An intense, lyrical work, it’s Hage’s first novel and a creative departure for a photographer who managed to flee Lebanon for New York when just 14 years-old, just as the conflict began to envelop his country. It is, he considers, an exploration of “what if?” “The question that I often ask myself,” he says, Lebanese accent still very much in evidence despite 25 years as a resident in North America, “is what if I stayed, and not did not leave Lebanon. What kind of person would I have been? Who would I have turned out to be? It is a question that also applies to the collective, those who were desperate to leave, those who succeed in leaving, those who were not able to leave, and those who wanted to stay.”

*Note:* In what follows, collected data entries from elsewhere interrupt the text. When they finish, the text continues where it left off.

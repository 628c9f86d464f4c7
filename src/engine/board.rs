//! Per-league rating state
//!
//! A `LeagueBoard` owns the rating entries for one league together with the
//! ordered history of matches that produced them. Boards are built by replay
//! and mutated one match at a time; the engine swaps whole boards to keep
//! failures atomic.

use crate::error::{RatingError, Result};
use crate::rating::RatingModel;
use crate::types::{
    Algorithm, LeagueId, MatchDecision, MatchId, MatchRecord, TeamEntry, TeamId,
};
use std::collections::{HashMap, HashSet};

/// Rating state for a single league
pub struct LeagueBoard {
    league: LeagueId,
    algorithm: Algorithm,
    model: Box<dyn RatingModel>,
    teams: HashMap<TeamId, TeamEntry>,
    /// Applied matches in replay order; retained for cutoff queries and
    /// reconcile rebuilds
    applied: Vec<MatchRecord>,
    applied_ids: HashSet<MatchId>,
}

impl LeagueBoard {
    /// Create an empty board for a league
    pub fn new(league: LeagueId, algorithm: Algorithm, model: Box<dyn RatingModel>) -> Self {
        Self {
            league,
            algorithm,
            model,
            teams: HashMap::new(),
            applied: Vec::new(),
            applied_ids: HashSet::new(),
        }
    }

    /// Build a board by replaying `records`, which must already be in replay
    /// order
    pub fn replay(
        league: LeagueId,
        algorithm: Algorithm,
        model: Box<dyn RatingModel>,
        records: Vec<MatchRecord>,
    ) -> Result<Self> {
        let mut board = Self::new(league, algorithm, model);
        for record in records {
            board.apply(record)?;
        }
        Ok(board)
    }

    pub fn league(&self) -> &LeagueId {
        &self.league
    }

    pub fn algorithm(&self) -> Algorithm {
        self.algorithm
    }

    /// Number of matches applied so far
    pub fn match_count(&self) -> usize {
        self.applied.len()
    }

    /// Number of teams that have appeared in applied matches
    pub fn team_count(&self) -> usize {
        self.teams.len()
    }

    /// The applied matches in replay order
    pub fn applied(&self) -> &[MatchRecord] {
        &self.applied
    }

    /// Rating entry for a team, if it has been seen
    pub fn entry(&self, team: &TeamId) -> Option<&TeamEntry> {
        self.teams.get(team)
    }

    /// All rating entries, in no particular order
    pub fn entries(&self) -> impl Iterator<Item = &TeamEntry> {
        self.teams.values()
    }

    /// Default entry for a team that has not played in this league
    pub fn default_entry(&self, team: TeamId) -> TeamEntry {
        TeamEntry::new(team, self.model.initial_rating())
    }

    /// Validate a record against this board without mutating anything
    pub fn validate(&self, record: &MatchRecord) -> Result<MatchDecision> {
        if record.league != self.league {
            return Err(RatingError::UnknownLeague {
                league: record.league.clone(),
            }
            .into());
        }

        if record.home == record.away {
            return Err(RatingError::InvalidOutcome {
                reason: format!("match {} references the same team twice", record.id),
            }
            .into());
        }

        if self.applied_ids.contains(&record.id) {
            return Err(RatingError::DuplicateMatch {
                match_id: record.id,
            }
            .into());
        }

        record.result.decision()
    }

    /// Whether the record predates the latest applied match of either
    /// participant, under the replay key ordering
    pub fn is_retroactive(&self, record: &MatchRecord) -> bool {
        let key = record.replay_key();
        [&record.home, &record.away].into_iter().any(|team| {
            self.teams
                .get(team)
                .and_then(|entry| entry.history.last())
                .map(|snapshot| key < (snapshot.played_at, snapshot.match_id))
                .unwrap_or(false)
        })
    }

    /// Apply one match, which must not be retroactive
    ///
    /// All validation happens before any state changes, so a failed apply
    /// leaves the board exactly as it was.
    pub fn apply(&mut self, record: MatchRecord) -> Result<()> {
        let decision = self.validate(&record)?;

        if self.is_retroactive(&record) {
            return Err(RatingError::OutOfOrderMatch {
                match_id: record.id,
                league: self.league.clone(),
            }
            .into());
        }

        let home_rating = self
            .teams
            .get(&record.home)
            .map(|entry| entry.rating)
            .unwrap_or_else(|| self.model.initial_rating());
        let away_rating = self
            .teams
            .get(&record.away)
            .map(|entry| entry.rating)
            .unwrap_or_else(|| self.model.initial_rating());

        let (new_home, new_away) = self.model.rate(&home_rating, &away_rating, decision)?;

        // Everything validated; commit.
        self.teams
            .entry(record.home.clone())
            .or_insert_with(|| TeamEntry::new(record.home.clone(), home_rating))
            .apply_match(record.id, record.played_at, new_home);
        self.teams
            .entry(record.away.clone())
            .or_insert_with(|| TeamEntry::new(record.away.clone(), away_rating))
            .apply_match(record.id, record.played_at, new_away);

        self.applied_ids.insert(record.id);
        self.applied.push(record);

        Ok(())
    }
}

#[cfg(test)]
mod tests {
    use super::*;
    use crate::config::RatingConfig;
    use crate::rating::build_model;
    use crate::types::MatchResult;
    use crate::utils::{current_timestamp, generate_match_id};
    use chrono::Duration;

    fn board(league: &str) -> LeagueBoard {
        let model = build_model(Algorithm::Elo, &RatingConfig::default()).unwrap();
        LeagueBoard::new(league.to_string(), Algorithm::Elo, model)
    }

    fn record(league: &str, home: &str, away: &str, offset_hours: i64) -> MatchRecord {
        MatchRecord {
            id: generate_match_id(),
            league: league.to_string(),
            home: home.to_string(),
            away: away.to_string(),
            result: MatchResult::Score { home: 2, away: 1 },
            played_at: current_timestamp() + Duration::hours(offset_hours),
        }
    }

    #[test]
    fn test_apply_updates_both_teams() {
        let mut board = board("epl");
        board.apply(record("epl", "Arsenal", "Chelsea", 0)).unwrap();

        assert_eq!(board.match_count(), 1);
        assert_eq!(board.team_count(), 2);

        let home = board.entry(&"Arsenal".to_string()).unwrap();
        let away = board.entry(&"Chelsea".to_string()).unwrap();
        assert!(home.rating.rating > 1500.0);
        assert!(away.rating.rating < 1500.0);
        assert_eq!(home.matches_played, 1);
        assert_eq!(away.matches_played, 1);
    }

    #[test]
    fn test_wrong_league_rejected() {
        let mut board = board("epl");
        let err = board
            .apply(record("sp1", "Sevilla", "Valencia", 0))
            .unwrap_err();
        assert!(matches!(
            err.downcast_ref::<RatingError>(),
            Some(RatingError::UnknownLeague { .. })
        ));
        assert_eq!(board.match_count(), 0);
    }

    #[test]
    fn test_same_team_twice_rejected() {
        let mut board = board("epl");
        let err = board
            .apply(record("epl", "Arsenal", "Arsenal", 0))
            .unwrap_err();
        assert!(matches!(
            err.downcast_ref::<RatingError>(),
            Some(RatingError::InvalidOutcome { .. })
        ));
    }

    #[test]
    fn test_duplicate_match_rejected() {
        let mut board = board("epl");
        let m = record("epl", "Arsenal", "Chelsea", 0);

        board.apply(m.clone()).unwrap();
        let err = board.apply(m).unwrap_err();
        assert!(matches!(
            err.downcast_ref::<RatingError>(),
            Some(RatingError::DuplicateMatch { .. })
        ));
        assert_eq!(board.match_count(), 1);
    }

    #[test]
    fn test_retroactive_apply_rejected() {
        let mut board = board("epl");
        board.apply(record("epl", "Arsenal", "Chelsea", 10)).unwrap();

        let late = record("epl", "Arsenal", "Leeds", 5);
        assert!(board.is_retroactive(&late));
        let err = board.apply(late).unwrap_err();
        assert!(matches!(
            err.downcast_ref::<RatingError>(),
            Some(RatingError::OutOfOrderMatch { .. })
        ));
    }

    #[test]
    fn test_retroactive_only_considers_participants() {
        let mut board = board("epl");
        board.apply(record("epl", "Arsenal", "Chelsea", 10)).unwrap();

        // Two fresh teams playing earlier than Arsenal's match is fine
        let other = record("epl", "Leeds", "Everton", 5);
        assert!(!board.is_retroactive(&other));
        board.apply(other).unwrap();
        assert_eq!(board.match_count(), 2);
    }

    #[test]
    fn test_failed_apply_leaves_ratings_untouched() {
        let mut board = board("epl");
        board.apply(record("epl", "Arsenal", "Chelsea", 0)).unwrap();
        let before = board.entry(&"Arsenal".to_string()).unwrap().clone();

        let mut bad = record("epl", "Arsenal", "Leeds", 1);
        bad.result = MatchResult::Score { home: -1, away: 0 };
        assert!(board.apply(bad).is_err());

        assert_eq!(board.entry(&"Arsenal".to_string()).unwrap(), &before);
        assert_eq!(board.match_count(), 1);
    }
}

NOX: I really enjoyed the landscape these guys inhabited; all adolescent passions and posturing. Is that how you remember Beirut when you left it in 1982?
Rawi Hage: Well, I drew on a landscape of a city in war and youth in power, with their feelings of invincibility and impunity. In a surprisingly fast period of time, guns become widely available and there was lawlessness on the streets. The story takes place in a transitory period, a community’s passage from a relatively peaceful and prosperous place into one of conflict. In the period where I imagined the story takes place, the war effort was still conducted by scattered pockets of armed men and unorganised pseudo-militias. Many of the young were attracted to the possibility of an ultimate power – which was justified by a religious and nationalistic ideology.
NOX: The title of the book, from The Deer Hunter, almost acts as a spoiler; I read it wondering how Russian Roulette would appear, or whether it a device to convey the random nature of conflict, that no one in Lebanon could control when the bullet would be in the chamber…
Rawi: The work is certainly an exploration of war and suicide, but I also tried to get away from titles that are overtly referential to a local culture. The main characters in the novel are existentialists – they are stripped of everything, family, religious beliefs and political ideologies, etc – and Bassam is well aware of the void around him. He is disillusioned with war; he refuses to belong to any system, he becomes remote from his surroundings.
NOX: The story takes George to the heart of the massacres at Sabra and Chatilla. Why did you want to introduce this very real, very traumatic event into the story? Have you had any reactions to this?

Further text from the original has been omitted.